Yeah, I’m kind of singing through this breathiness, and I’ve seen a lot of people say it’s whispering – it’s kind of like an intense whisper. It kind of gives the effect of me gritting my teeth as I’m singing. I think that particular sound came from a lot of artists I was listening to. There’s an artist called Emily Kay, who I listened a lot to, and she kind of does that. And then same with, like, Ethan Gruska. I think those two artists combined made me find power in quiet. And that’s not to say – in a lot of the album I do try and belt a little bit more, but I think it really works in this song.
5. Special Girl
I see this as being on the opposite end of the spectrum — going from blaming yourself to literally saying “It’s not my fault.” How do you see the connection between this and the previous track?
I definitely think this is more just entirely playful. Like, when I was talking about ‘Hate Myself’ and it’s kind of this place where you can just laugh about it, and then I feel like if you think a little more, it dips into darkness. This is purely in that laughing place of like, “This is ridiculous that I feel this way or that I’m made this way.” It’s kind of like you’re sitting in this kind of manic place of, “Oh well, fuck it. I’m broken, things happen, shit happens, I have trauma. Oh well!”
There’s such a crazy, upbeat energy to this track, and the instrumental definitely fits that mood. What was it like working with Pomplamoose for this song?

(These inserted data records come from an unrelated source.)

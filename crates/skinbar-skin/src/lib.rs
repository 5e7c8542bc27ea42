//! Skin system -- data-driven visual themes for the editor toolbar.
//!
//! A skin is a TOML token set: a color palette, per-render-kind button rules
//! (padding, frame, font, corner, active colors) and a few behavior flags.
//! The nine built-in skins are embedded; a skins directory can override
//! them at startup. Skins can be switched at runtime through the
//! [`SkinRegistry`].

pub mod builtin;
pub mod id;
mod loader;
pub mod registry;
pub mod theme;

pub use id::SkinId;
pub use loader::{discover_skin_files, parse_skin_file};
pub use registry::{SharedSkinRegistry, SkinRegistry, StyleContext};
pub use theme::{
    ActiveChannel, Border, BorderSpec, ButtonRules, CapsuleOverlay, ColorRef, CornerStyle,
    FontSpec, PaletteSlot, RenderKind, SkinPalette, SkinTokens,
};

/// Skin selected when a configured name is not recognized.
pub const DEFAULT_SKIN: SkinId = SkinId::StockScienceFiction;

/// Resolve a configured skin name.
///
/// Unknown names fall back to [`DEFAULT_SKIN`] with a warning: a toolbar
/// must always render something.
pub fn resolve_skin_name(name: &str) -> SkinId {
    match name.parse() {
        Ok(id) => id,
        Err(e) => {
            log::warn!("{e} -- falling back to {DEFAULT_SKIN}");
            DEFAULT_SKIN
        },
    }
}
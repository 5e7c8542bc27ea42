//! RGBA colors and hex parsing.

use std::fmt;
use std::str::FromStr;

use serde::{Deserialize, Deserializer, Serialize, Serializer};

use crate::error::SkinbarError;

/// A color in RGBA format (0-255 per channel).
#[derive(Debug, Clone, Copy, PartialEq, Eq, Hash)]
pub struct Color {
    pub r: u8,
    pub g: u8,
    pub b: u8,
    pub a: u8,
}

impl Color {
    pub const fn rgba(r: u8, g: u8, b: u8, a: u8) -> Self {
        Self { r, g, b, a }
    }

    pub const fn rgb(r: u8, g: u8, b: u8) -> Self {
        Self { r, g, b, a: 255 }
    }

    pub const WHITE: Self = Self::rgb(255, 255, 255);
    /// System red, used by several skins for active icon glyphs.
    pub const RED: Self = Self::rgb(255, 59, 48);
    /// System yellow, the LCARS active label color.
    pub const YELLOW: Self = Self::rgb(255, 204, 0);
}

impl fmt::Display for Color {
    fn fmt(&self, f: &mut fmt::Formatter<'_>) -> fmt::Result {
        if self.a == 255 {
            write!(f, "#{:02X}{:02X}{:02X}", self.r, self.g, self.b)
        } else {
            write!(
                f,
                "#{:02X}{:02X}{:02X}{:02X}",
                self.r, self.g, self.b, self.a
            )
        }
    }
}

impl FromStr for Color {
    type Err = SkinbarError;

    fn from_str(s: &str) -> Result<Self, Self::Err> {
        parse_hex_color(s).ok_or_else(|| SkinbarError::Config(format!("invalid color: {s}")))
    }
}

impl Serialize for Color {
    fn serialize<S: Serializer>(&self, serializer: S) -> Result<S::Ok, S::Error> {
        serializer.collect_str(self)
    }
}

impl<'de> Deserialize<'de> for Color {
    fn deserialize<D: Deserializer<'de>>(deserializer: D) -> Result<Self, D::Error> {
        let s = String::deserialize(deserializer)?;
        s.parse().map_err(serde::de::Error::custom)
    }
}

/// Parse "#RRGGBB" or "#RRGGBBAA" into a `Color`.
pub fn parse_hex_color(s: &str) -> Option<Color> {
    let s = s.strip_prefix('#')?;
    if !s.bytes().all(|b| b.is_ascii_hexdigit()) {
        return None;
    }
    let channel = |i: usize| u8::from_str_radix(&s[i..i + 2], 16).ok();
    match s.len() {
        6 => Some(Color::rgb(channel(0)?, channel(2)?, channel(4)?)),
        8 => Some(Color::rgba(
            channel(0)?,
            channel(2)?,
            channel(4)?,
            channel(6)?,
        )),
        _ => None,
    }
}
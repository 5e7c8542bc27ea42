//! Icon-to-word mapping for skins that draw labels instead of glyphs.

use skinbar_types::error::{Result, SkinbarError};

use crate::icon::Icon;

/// Label shown for icons that have no dedicated word.
pub const GENERIC_LABEL: &str = "BUTTON";

/// Maps icon symbol names to the uppercase word drawn in their place.
#[derive(Debug, Clone, Copy, Default)]
pub struct LabelResolver;

impl LabelResolver {
    /// Word for a symbol name. Unknown symbols map to [`GENERIC_LABEL`].
    pub fn label_for(symbol: &str) -> &'static str {
        match Self::try_label_for(symbol) {
            Ok(label) => label,
            Err(e) => {
                log::debug!("{e} -- labelled {GENERIC_LABEL}");
                GENERIC_LABEL
            },
        }
    }

    /// Word for a symbol name, or `UnknownIcon` when none is defined.
    pub fn try_label_for(symbol: &str) -> Result<&'static str> {
        match symbol {
            "arrow.uturn.backward" => Ok("UNDO"),
            "arrow.uturn.forward" => Ok("REDO"),
            "figure.walk" => Ok("MOVE"),
            "underline" => Ok("UNDERLINE"),
            "italic" => Ok("ITALIC"),
            "bold" => Ok("BOLD"),
            _ => Err(SkinbarError::UnknownIcon(symbol.to_string())),
        }
    }

    pub fn label_for_icon(icon: Icon) -> &'static str {
        Self::label_for(icon.symbol())
    }
}
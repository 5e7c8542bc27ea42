//! skinbar-toolbar: skinned editor toolbars.
//!
//! Descriptors name what each button does; the resolver decides how it
//! looks under the selected skin and editor mode; the composer decides which
//! buttons a toolbar shows; [`Toolbar`] tracks hover and selection state and
//! forwards clicks to the editing engine.

pub mod composer;
pub mod descriptor;
pub mod icon;
pub mod label;
pub mod resolver;
pub mod toolbar;

#[cfg(test)]
pub(crate) mod test_utils;

pub use composer::{ToolbarLayout, build_correction_toolbar, build_format_toolbar};
pub use descriptor::{
    ButtonDescriptor, ButtonRole, EditorCommand, ParagraphStyle, SelectionFlag, SelectionState,
};
pub use icon::Icon;
pub use label::LabelResolver;
pub use resolver::{InteractionState, Presentation, ResolvedStyle, StyleResolver, resolve};
pub use toolbar::{EditorCommands, Toolbar};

It was so fun. They just bounced around the room and built this song with the rhythm I wanted and really helped to just add more vibes. There was also – it sounds like a double bass, but there’s actually an upright piano with rubber on the strings. It gives it this clanky hammer effect – it works so well because it’s so messy. And then I took it to Joe Rubel, and we made it into this kind of “smashed together but still vibing” thing, which I relate to [laughs].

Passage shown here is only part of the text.